Yes — network I/O eventually hits `epoll` / `kqueue` / IOCP, and blocking syscalls hand the goroutine back to the runtime. But goroutine-to-goroutine switching inside the runtime never touches the kernel. That's where the cost savings come from.

Does this mean Go is always the right choice for high-connection services?

No. If your workload is CPU-bound per request or latency-critical per call (sub-microsecond), Rust or a custom kernel-bypass stack may win. Go wins when you need to hold many connections cheaply — long-poll, streaming, fan-out, pub/sub.

What breaks at scale even with Go?

File descriptors, ephemeral port exhaustion, conntrack tables, and your load balancer's connection count — usually before the Go runtime itself. The runtime is rarely the first thing to crack.

Why Go Handles Millions of Connections: User-Space Context Switching, Explained

Go isn't magic and it isn't faster than Java. It just stops asking the kernel to help. A first-principles look at goroutines, 2KB stacks, and why high-frequency trading engines chase the exact same answer.

October 13, 2025

Harrison Guo

7 min read

System Design Backend Engineering

Somewhere around 40,000 concurrent connections, your Java service falls over. Not from CPU, not from network — from memory, because every connection is a thread and every thread wants its own megabyte of stack. By the time you’ve finished Googling whether this is a -Xss problem or a ulimit problem, Ops has already bumped the box to 64 GB and you’ve pushed the wall back another 20,000 connections.
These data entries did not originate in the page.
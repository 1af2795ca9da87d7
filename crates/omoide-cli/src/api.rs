//! Omoide API Client

use anyhow::{bail, Context, Result};
use reqwest::{Client, RequestBuilder};
use serde::de::DeserializeOwned;
use serde::{Deserialize, Serialize};
use uuid::Uuid;

/// API Client for Omoide
pub struct OmoideClient {
    client: Client,
    base_url: String,
    api_key: String,
    user_id: String,
}

// ============================================
// API Response Types
// ============================================

#[derive(Debug, Deserialize)]
pub struct PersonaResponse {
    pub id: Uuid,
    pub name: String,
    pub traits: TraitsView,
}

#[derive(Debug, Deserialize)]
pub struct TraitsView {
    #[serde(default)]
    pub tags: Vec<String>,
    pub verbosity_ratio: u8,
}

#[derive(Debug, Deserialize)]
pub struct SessionResponse {
    pub persona_name: String,
}

#[derive(Debug, Clone, Deserialize)]
pub struct MessageResponse {
    pub id: Uuid,
    pub sender: String,
    pub text: String,
    pub created_at: String,
}

impl MessageResponse {
    pub fn is_ai(&self) -> bool {
        self.sender == "ai"
    }
}

#[derive(Debug, Deserialize)]
pub struct MessagePageResponse {
    pub messages: Vec<MessageResponse>,
    pub cursor: Option<String>,
}

#[derive(Debug, Deserialize)]
pub struct TypingResponse {
    pub typing: bool,
}

#[derive(Debug, Deserialize)]
pub struct KnowledgeResponse {
    pub knowledge: KnowledgeView,
}

#[derive(Debug, Default, Deserialize)]
#[serde(rename_all = "camelCase")]
pub struct KnowledgeView {
    #[serde(default)]
    pub user_relations: Vec<RelationView>,
    #[serde(default)]
    pub persona_relations: Vec<RelationView>,
    #[serde(default)]
    pub self_narrative: Vec<String>,
    #[serde(default)]
    pub identity: Option<serde_json::Value>,
}

/// Either side of a relation; user-side entries use `type`, persona-side `relation`
#[derive(Debug, Deserialize)]
pub struct RelationView {
    pub name: String,
    #[serde(alias = "type", alias = "relation")]
    pub kind: String,
    pub desc: Option<String>,
    #[serde(default)]
    pub episodes: Vec<String>,
}

#[derive(Debug, Deserialize)]
pub struct ConfigResponse {
    pub settings: serde_json::Value,
    pub ttl_secs: u64,
    pub last_fetched_at: Option<String>,
}

#[derive(Debug, Serialize)]
struct CreatePersonaRequest<'a> {
    user_id: &'a str,
    name: &'a str,
    #[serde(skip_serializing_if = "Option::is_none")]
    traits: Option<serde_json::Value>,
}

#[derive(Debug, Serialize)]
struct UserRequest<'a> {
    user_id: &'a str,
}

#[derive(Debug, Serialize)]
struct SendMessageRequest<'a> {
    user_id: &'a str,
    text: &'a str,
}

impl OmoideClient {
    /// Create a new API client
    pub fn new(base_url: &str, api_key: &str, user_id: &str) -> Self {
        Self {
            client: Client::new(),
            base_url: base_url.trim_end_matches('/').to_string(),
            api_key: api_key.to_string(),
            user_id: user_id.to_string(),
        }
    }

    /// Test connection with health check
    pub async fn health(&self) -> Result<bool> {
        let url = format!("{}/health", self.base_url);
        let resp = self.client.get(&url).send().await?;
        Ok(resp.status().is_success())
    }

    fn user_query(&self) -> String {
        format!("user_id={}", urlencoding::encode(&self.user_id))
    }

    async fn execute<T: DeserializeOwned>(&self, request: RequestBuilder) -> Result<T> {
        let resp = request
            .header("Authorization", format!("Bearer {}", self.api_key))
            .send()
            .await
            .context("Failed to connect to Omoide API")?;

        if !resp.status().is_success() {
            let status = resp.status();
            let body = resp.text().await.unwrap_or_default();
            bail!("API error ({}): {}", status, body);
        }

        resp.json().await.context("Failed to parse response")
    }

    /// List the user's personas
    pub async fn list_personas(&self) -> Result<Vec<PersonaResponse>> {
        let url = format!("{}/omoide/personas?{}", self.base_url, self.user_query());
        self.execute(self.client.get(&url)).await
    }

    /// Get a specific persona
    pub async fn get_persona(&self, persona_id: &str) -> Result<PersonaResponse> {
        let url = format!(
            "{}/omoide/personas/{}?{}",
            self.base_url,
            persona_id,
            self.user_query()
        );
        self.execute(self.client.get(&url)).await
    }

    /// Create a persona
    pub async fn create_persona(
        &self,
        name: &str,
        verbosity: Option<u8>,
    ) -> Result<PersonaResponse> {
        let url = format!("{}/omoide/personas", self.base_url);
        let request = CreatePersonaRequest {
            user_id: &self.user_id,
            name,
            traits: verbosity.map(|v| serde_json::json!({ "verbosity_ratio": v })),
        };
        self.execute(self.client.post(&url).json(&request)).await
    }

    /// Make this persona the user's active conversation
    pub async fn open_session(&self, persona_id: &str) -> Result<SessionResponse> {
        let url = format!("{}/omoide/personas/{}/session", self.base_url, persona_id);
        let request = UserRequest {
            user_id: &self.user_id,
        };
        self.execute(self.client.post(&url).json(&request)).await
    }

    /// Send a user message; the reply is generated in the background
    pub async fn send_message(&self, persona_id: &str, text: &str) -> Result<MessageResponse> {
        let url = format!("{}/omoide/personas/{}/messages", self.base_url, persona_id);
        let request = SendMessageRequest {
            user_id: &self.user_id,
            text,
        };
        self.execute(self.client.post(&url).json(&request)).await
    }

    /// Latest messages, or the page before `before`
    pub async fn history(
        &self,
        persona_id: &str,
        limit: usize,
        before: Option<&str>,
    ) -> Result<MessagePageResponse> {
        let mut url = format!(
            "{}/omoide/personas/{}/messages?{}&limit={}",
            self.base_url,
            persona_id,
            self.user_query(),
            limit
        );
        if let Some(before) = before {
            url.push_str(&format!("&before={}", urlencoding::encode(before)));
        }
        self.execute(self.client.get(&url)).await
    }

    pub async fn typing(&self, persona_id: &str) -> Result<TypingResponse> {
        let url = format!(
            "{}/omoide/personas/{}/typing?{}",
            self.base_url,
            persona_id,
            self.user_query()
        );
        self.execute(self.client.get(&url)).await
    }

    /// Merged knowledge for this conversation
    pub async fn knowledge(&self, persona_id: &str) -> Result<KnowledgeResponse> {
        let url = format!(
            "{}/omoide/personas/{}/knowledge?{}",
            self.base_url,
            persona_id,
            self.user_query()
        );
        self.execute(self.client.get(&url)).await
    }

    pub async fn config(&self) -> Result<ConfigResponse> {
        let url = format!("{}/omoide/config", self.base_url);
        self.execute(self.client.get(&url)).await
    }

    /// Drop the server's settings cache
    pub async fn invalidate_config(&self) -> Result<()> {
        let url = format!("{}/omoide/config/invalidate", self.base_url);
        let _: serde_json::Value = self.execute(self.client.post(&url)).await?;
        Ok(())
    }
}

#[cfg(test)]
mod tests {
    use super::*;

    #[test]
    fn test_knowledge_view_reads_both_relation_shapes() {
        let body: KnowledgeResponse = serde_json::from_str(
            r#"{"persona_id":"00000000-0000-0000-0000-000000000000","user_id":"u",
                "knowledge":{
                  "userRelations":[{"name":"Mom","type":"family","episodes":["ate dinner"]}],
                  "personaRelations":[{"name":"Mochi","relation":"cat"}],
                  "selfNarrative":["I like tea."]}}"#,
        )
        .unwrap();

        let knowledge = body.knowledge;
        assert_eq!(knowledge.user_relations[0].kind, "family");
        assert_eq!(knowledge.persona_relations[0].kind, "cat");
        assert!(knowledge.persona_relations[0].episodes.is_empty());
        assert_eq!(knowledge.self_narrative, vec!["I like tea."]);
        assert!(knowledge.identity.is_none());
    }

    #[test]
    fn test_user_id_is_url_encoded() {
        let client = OmoideClient::new("http://localhost/", "k", "a b&c");
        assert_eq!(client.base_url, "http://localhost");
        assert_eq!(client.user_query(), "user_id=a%20b%26c");
    }
}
Linear in RAM. It never ends.

A Go service on half that box can hold 200,000 connections without noticing. People assume it’s because Go is faster. It isn’t. Per-request, Go and Java are roughly the same — sometimes Java wins. What Go does differently is more fundamental: it stops asking the kernel to help.

tl;dr — High-concurrency isn’t about raw CPU. It’s about how cheaply you can hold an idle connection open. Go’s 2KB goroutine stacks and user-space M:N scheduler push the marginal cost of a connection close to zero. The kernel only gets involved when there’s real I/O to do. This is the same principle HFT engines chase with DPDK and io_uring — Go just hands it to you for free.

The Wrong Mental Model

Most engineers I talk to think “threads are expensive because threading is hard.” That’s not wrong, but it misses the more mechanical reason.
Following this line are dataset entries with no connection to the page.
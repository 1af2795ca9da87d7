//! PostgreSQL implementation of MessageRepository
//!
//! Rows live in `messages`; live subscriptions are served from an
//! in-process hub that republishes the full conversation after each append.

use async_trait::async_trait;
use sqlx::PgPool;
use std::collections::HashMap;
use std::sync::{Arc, Mutex};
use tokio::sync::watch;
use uuid::Uuid;

use omoide::{
    ConversationKey, DomainError, Message, MessageCursor, MessagePage, MessageRepository,
    MessageSubscription, Sender,
};

type Publisher = Arc<watch::Sender<Vec<Message>>>;

/// PostgreSQL implementation of MessageRepository
pub struct PgMessageStore {
    pool: PgPool,
    hub: Mutex<HashMap<ConversationKey, Publisher>>,
}

impl PgMessageStore {
    pub fn new(pool: PgPool) -> Self {
        Self {
            pool,
            hub: Mutex::new(HashMap::new()),
        }
    }

    async fn load_all(&self, key: &ConversationKey) -> Result<Vec<Message>, DomainError> {
        let rows = sqlx::query_as::<_, MessageRow>(
            r#"
            SELECT * FROM messages
            WHERE user_id = $1 AND persona_id = $2
            ORDER BY created_at ASC
            "#,
        )
        .bind(&key.user_id)
        .bind(key.persona_id)
        .fetch_all(&self.pool)
        .await
        .map_err(DomainError::store)?;

        rows.into_iter().map(TryInto::try_into).collect()
    }

    /// Insert one row under a per-conversation advisory lock. A timestamp
    /// colliding with the latest row is bumped by one microsecond.
    async fn insert(
        &self,
        key: &ConversationKey,
        sender: Sender,
        text: &str,
    ) -> Result<MessageRow, DomainError> {
        let mut tx = self.pool.begin().await.map_err(DomainError::store)?;

        sqlx::query("SELECT pg_advisory_xact_lock(hashtextextended($1 || '/' || $2::text, 0))")
            .bind(&key.user_id)
            .bind(key.persona_id)
            .execute(&mut *tx)
            .await
            .map_err(DomainError::store)?;

        let row = sqlx::query_as::<_, MessageRow>(
            r#"
            INSERT INTO messages (id, user_id, persona_id, sender, text, created_at)
            VALUES (
                $1, $2, $3, $4, $5,
                GREATEST(
                    clock_timestamp(),
                    (SELECT MAX(created_at) + INTERVAL '1 microsecond'
                     FROM messages WHERE user_id = $2 AND persona_id = $3)
                )
            )
            RETURNING *
            "#,
        )
        .bind(Uuid::new_v4())
        .bind(&key.user_id)
        .bind(key.persona_id)
        .bind(sender.as_str())
        .bind(text)
        .fetch_one(&mut *tx)
        .await
        .map_err(insert_error)?;

        tx.commit().await.map_err(insert_error)?;
        Ok(row)
    }

    /// Publisher for `key` if anyone is still listening
    fn publisher(&self, key: &ConversationKey) -> Option<Publisher> {
        let mut hub = self.hub.lock().ok()?;
        match hub.get(key) {
            Some(tx) if tx.receiver_count() > 0 => Some(tx.clone()),
            Some(_) => {
                hub.remove(key);
                None
            }
            None => None,
        }
    }

    async fn publish(&self, key: &ConversationKey) {
        let Some(tx) = self.publisher(key) else {
            return;
        };
        match self.load_all(key).await {
            Ok(snapshot) => {
                tx.send_replace(snapshot);
            }
            Err(e) => tracing::warn!(conversation = %key, "Snapshot publish failed: {}", e),
        }
    }
}

/// Unique violations on `(user_id, persona_id, created_at)` are a retryable
/// conflict; everything else means the store is unavailable
fn insert_error(e: sqlx::Error) -> DomainError {
    match e.as_database_error() {
        Some(db) if db.is_unique_violation() => {
            DomainError::Conflict(format!("message timestamp collision: {}", db.message()))
        }
        _ => DomainError::store(e),
    }
}

/// Internal row type for sqlx mapping
#[derive(sqlx::FromRow)]
struct MessageRow {
    id: Uuid,
    #[allow(dead_code)]
    user_id: String,
    #[allow(dead_code)]
    persona_id: Uuid,
    sender: String,
    text: String,
    created_at: chrono::DateTime<chrono::Utc>,
}

impl TryFrom<MessageRow> for Message {
    type Error = DomainError;

    fn try_from(row: MessageRow) -> Result<Self, Self::Error> {
        Ok(Self {
            id: row.id,
            sender: row.sender.parse::<Sender>().map_err(DomainError::store)?,
            text: row.text,
            created_at: row.created_at,
        })
    }
}

#[async_trait]
impl MessageRepository for PgMessageStore {
    async fn append(
        &self,
        key: &ConversationKey,
        sender: Sender,
        text: &str,
    ) -> Result<Message, DomainError> {
        let row = match self.insert(key, sender, text).await {
            Err(DomainError::Conflict(reason)) => {
                tracing::debug!(conversation = %key, "Retrying append after {}", reason);
                self.insert(key, sender, text).await?
            }
            other => other?,
        };

        let message: Message = row.try_into()?;
        self.publish(key).await;

        Ok(message)
    }

    async fn recent(
        &self,
        key: &ConversationKey,
        limit: usize,
    ) -> Result<Vec<Message>, DomainError> {
        let rows = sqlx::query_as::<_, MessageRow>(
            r#"
            SELECT * FROM (
                SELECT * FROM messages
                WHERE user_id = $1 AND persona_id = $2
                ORDER BY created_at DESC
                LIMIT $3
            ) latest
            ORDER BY created_at ASC
            "#,
        )
        .bind(&key.user_id)
        .bind(key.persona_id)
        .bind(limit as i64)
        .fetch_all(&self.pool)
        .await
        .map_err(DomainError::store)?;

        rows.into_iter().map(TryInto::try_into).collect()
    }

    async fn more(
        &self,
        key: &ConversationKey,
        cursor: MessageCursor,
        limit: usize,
    ) -> Result<MessagePage, DomainError> {
        let rows = sqlx::query_as::<_, MessageRow>(
            r#"
            SELECT * FROM (
                SELECT * FROM messages
                WHERE user_id = $1 AND persona_id = $2 AND created_at < $3
                ORDER BY created_at DESC
                LIMIT $4
            ) older
            ORDER BY created_at ASC
            "#,
        )
        .bind(&key.user_id)
        .bind(key.persona_id)
        .bind(cursor.0)
        .bind(limit as i64)
        .fetch_all(&self.pool)
        .await
        .map_err(DomainError::store)?;

        let messages = rows
            .into_iter()
            .map(TryInto::try_into)
            .collect::<Result<Vec<Message>, _>>()?;
        Ok(MessagePage::new(messages))
    }

    async fn count(&self, key: &ConversationKey) -> Result<usize, DomainError> {
        let count = sqlx::query_scalar::<_, i64>(
            "SELECT COUNT(*) FROM messages WHERE user_id = $1 AND persona_id = $2",
        )
        .bind(&key.user_id)
        .bind(key.persona_id)
        .fetch_one(&self.pool)
        .await
        .map_err(DomainError::store)?;

        Ok(count as usize)
    }

    async fn subscribe(&self, key: &ConversationKey) -> Result<MessageSubscription, DomainError> {
        let snapshot = self.load_all(key).await?;

        let mut hub = self
            .hub
            .lock()
            .map_err(|_| DomainError::StoreUnavailable("subscription hub poisoned".to_string()))?;
        let tx = hub
            .entry(key.clone())
            .or_insert_with(|| Arc::new(watch::channel(Vec::new()).0));
        tx.send_replace(snapshot);

        Ok(MessageSubscription::new(tx.subscribe()))
    }
}

#[cfg(test)]
mod tests {
    use super::*;
    use sqlx::error::{DatabaseError, ErrorKind};
    use std::borrow::Cow;
    use std::fmt;

    /// Database error that is a unique violation when the flag is set
    #[derive(Debug)]
    struct FakeDbError(bool);

    impl fmt::Display for FakeDbError {
        fn fmt(&self, f: &mut fmt::Formatter<'_>) -> fmt::Result {
            f.write_str("duplicate key value violates unique constraint")
        }
    }

    impl std::error::Error for FakeDbError {}

    impl DatabaseError for FakeDbError {
        fn message(&self) -> &str {
            "duplicate key value violates unique constraint"
        }

        fn code(&self) -> Option<Cow<'_, str>> {
            None
        }

        fn as_error(&self) -> &(dyn std::error::Error + Send + Sync + 'static) {
            self
        }

        fn as_error_mut(&mut self) -> &mut (dyn std::error::Error + Send + Sync + 'static) {
            self
        }

        fn into_error(self: Box<Self>) -> Box<dyn std::error::Error + Send + Sync + 'static> {
            self
        }

        fn kind(&self) -> ErrorKind {
            if self.0 {
                ErrorKind::UniqueViolation
            } else {
                ErrorKind::Other
            }
        }
    }

    #[test]
    fn test_timestamp_collision_is_a_conflict() {
        let err = sqlx::Error::Database(Box::new(FakeDbError(true)));
        assert!(matches!(insert_error(err), DomainError::Conflict(_)));
    }

    #[test]
    fn test_other_failures_are_store_unavailable() {
        let err = sqlx::Error::Database(Box::new(FakeDbError(false)));
        assert!(matches!(insert_error(err), DomainError::StoreUnavailable(_)));
        assert!(matches!(
            insert_error(sqlx::Error::PoolTimedOut),
            DomainError::StoreUnavailable(_)
        ));
    }
}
Every time a traditional language (Java pre-Loom, C# pre-async everywhere, classic Python) parks a thread waiting for I/O, it pays two concrete costs:

Stack memory: Default JVM thread stack is 1 MB. 40,000 threads = 40 GB of stack, most of which is unused.
Context-switch cost: When the OS swaps the thread, it traps into the kernel, saves the full register set, swaps page tables if there’s an address-space change, flushes TLB entries, and walks the scheduler’s runqueue. Measured on modern x86, that’s 1–5 microseconds per switch, plus the less visible cost of instruction-cache pollution.
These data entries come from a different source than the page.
//! Prompt Composer
//!
//! Assembles the per-turn instruction text from persona traits, merged
//! knowledge, global guidance and the wall-clock time. Pure and
//! deterministic: identical inputs produce identical output.

use chrono::{DateTime, FixedOffset, Timelike};

use crate::domain::entities::{KnowledgeState, Persona, RelationFact, TraitCatalog};
use crate::domain::value_objects::VerbosityBand;

/// Everything the composer reads
#[derive(Debug, Clone, Copy)]
pub struct PromptContext<'a> {
    pub persona: &'a Persona,
    pub catalog: &'a TraitCatalog,
    pub knowledge: &'a KnowledgeState,
    pub global_guideline: &'a str,
    /// Local wall-clock time of the turn
    pub now: DateTime<FixedOffset>,
}

/// Build the system instruction for one turn
pub fn compose_instruction(ctx: &PromptContext<'_>) -> String {
    let persona = ctx.persona;
    let traits = &persona.traits;
    let mut prompt = format!(
        r#"YOU ARE "{name}", a persona chatting one-on-one with the user.
Stay in character at all times. Speak as {name} in the first person and never mention being an AI or a language model.
"#,
        name = persona.name,
    );

    // Traits, grouped by category
    prompt.push_str("\n## Personality\n");
    let groups = ctx.catalog.group(&traits.tags);
    if groups.is_empty() {
        prompt.push_str("- No specific traits selected; be natural and friendly.\n");
    }
    for (category, labels) in groups {
        prompt.push_str(&format!("- {}: {}\n", category, labels.join(", ")));
    }
    if !traits.expression_prefs.is_empty() {
        let prefs: Vec<&str> = traits.expression_prefs.iter().map(String::as_str).collect();
        prompt.push_str(&format!("- Expression style: {}\n", prefs.join(", ")));
    }

    let band = VerbosityBand::from_ratio(traits.verbosity_ratio);
    prompt.push_str(&format!("\n## Response Length\n{}\n", band.instruction()));

    let profile = &traits.character_profile;
    if !profile.is_empty() {
        prompt.push_str("\n## Character Profile\n");
        push_field(&mut prompt, "Gender", profile.gender.as_deref());
        if let Some(age) = profile.age {
            prompt.push_str(&format!("- Age: {}\n", age));
        }
        push_field(&mut prompt, "Job", profile.job.as_deref());
        push_field(&mut prompt, "Description", profile.description.as_deref());
    }

    if !ctx.global_guideline.trim().is_empty() {
        prompt.push_str(&format!("\n## Guidelines\n{}\n", ctx.global_guideline.trim()));
    }

    if let Some(identity) = ctx.knowledge.identity.as_ref().filter(|i| !i.is_empty()) {
        prompt.push_str("\n## Who You Have Said You Are\n");
        push_field(&mut prompt, "Name", identity.name.as_deref());
        push_field(&mut prompt, "Age", identity.age.as_deref());
        push_field(&mut prompt, "Job", identity.job.as_deref());
        for note in &identity.notes {
            prompt.push_str(&format!("- {}\n", note));
        }
    }

    if ctx.knowledge.has_relations() {
        prompt.push_str("\n## Relationships (stay consistent with these)\n");
        push_relations(
            &mut prompt,
            "People in the user's life",
            &ctx.knowledge.user_relations,
        );
        push_relations(
            &mut prompt,
            "People in your life",
            &ctx.knowledge.persona_relations,
        );
    }

    let narrative: Vec<&String> = ctx
        .knowledge
        .self_narrative
        .iter()
        .filter(|s| !s.trim().is_empty())
        .collect();
    if !narrative.is_empty() {
        prompt.push_str("\n## Things You Have Said About Yourself (never contradict these)\n");
        for fact in narrative {
            prompt.push_str(&format!("- {}\n", fact));
        }
    }

    push_time_awareness(&mut prompt, ctx.now, profile.schedule.as_deref());

    prompt
}

fn push_field(prompt: &mut String, label: &str, value: Option<&str>) {
    if let Some(v) = value.map(str::trim).filter(|v| !v.is_empty()) {
        prompt.push_str(&format!("- {}: {}\n", label, v));
    }
}

fn push_relations<T: RelationFact>(prompt: &mut String, heading: &str, relations: &[T]) {
    let real: Vec<&T> = relations.iter().filter(|r| !r.is_placeholder()).collect();
    if real.is_empty() {
        return;
    }

    prompt.push_str(&format!("### {}\n", heading));
    for relation in real {
        let (name, kind) = relation.key();
        prompt.push_str(&format!("- {} ({})", name, kind));
        if let Some(desc) = relation.desc().filter(|d| !d.trim().is_empty()) {
            prompt.push_str(&format!(": {}", desc.trim()));
        }
        if !relation.episodes().is_empty() {
            prompt.push_str(&format!(" | episodes: {}", relation.episodes().join("; ")));
        }
        prompt.push('\n');
    }
}

/// Coarse period of the day used to anchor the persona's routine
fn day_period(hour: u32) -> &'static str {
    match hour {
        5..=8 => "early morning",
        9..=11 => "morning",
        12..=13 => "midday",
        14..=17 => "afternoon",
        18..=21 => "evening",
        _ => "late night",
    }
}

fn push_time_awareness(prompt: &mut String, now: DateTime<FixedOffset>, schedule: Option<&str>) {
    prompt.push_str(&format!(
        "\n## Current Time\nIt is now {} local time ({}).\n",
        now.format("%Y-%m-%d (%A) %H:%M"),
        day_period(now.hour()),
    ));
    prompt.push_str(
        "Behave consistently with what you would plausibly be doing at this hour of your daily routine \
         (waking up, working, eating, relaxing, getting sleepy) and let it color your replies.\n",
    );
    if let Some(schedule) = schedule.map(str::trim).filter(|s| !s.is_empty()) {
        prompt.push_str(&format!("Your usual routine: {}\n", schedule));
    }
}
Multiply that by tens of thousands of waiters and you’re paying the kernel a rent that has nothing to do with your actual workload.

What Go Does Instead

flowchart TB
    subgraph Java["Java · one thread per connection"]
        JT1["Thread 1
stack ≈ 1 MB"]
        JT2["Thread 2
stack ≈ 1 MB"]
        JT3["Thread ...
stack ≈ 1 MB"]
        JT1 -.->|kernel context switch
TLB flush · reg save| Kernel1[(Kernel scheduler)]
        JT2 -.-> Kernel1
        JT3 -.-> Kernel1
    end

    subgraph Go["Go · goroutines on a small pool of OS threads"]
        G1["Goroutine 1
stack 2 KB"]
        G2["Goroutine 2
stack 2 KB"]
        G3["Goroutine ...
stack 2 KB"]
        G4["Goroutine N
stack 2 KB"]
        Runtime["Go runtime scheduler
M:N · user space"]
        G1 --> Runtime
        G2 --> Runtime
        G3 --> Runtime
        G4 --> Runtime
        Runtime -->|runs on| OST["OS thread 1"]
        Runtime -->|runs on| OST2["OS thread ..."]
        Runtime -->|runs on| OSTn["OS thread GOMAXPROCS"]
    end

    classDef heavy fill:#fed7d7,stroke:#c53030
    classDef light fill:#f0fff4,stroke:#2f855a
    class Java heavy
    class Go light

Go’s concurrency is built on an M:N scheduler. You have many goroutines (N) multiplexed onto a small number of OS threads (M, typically GOMAXPROCS).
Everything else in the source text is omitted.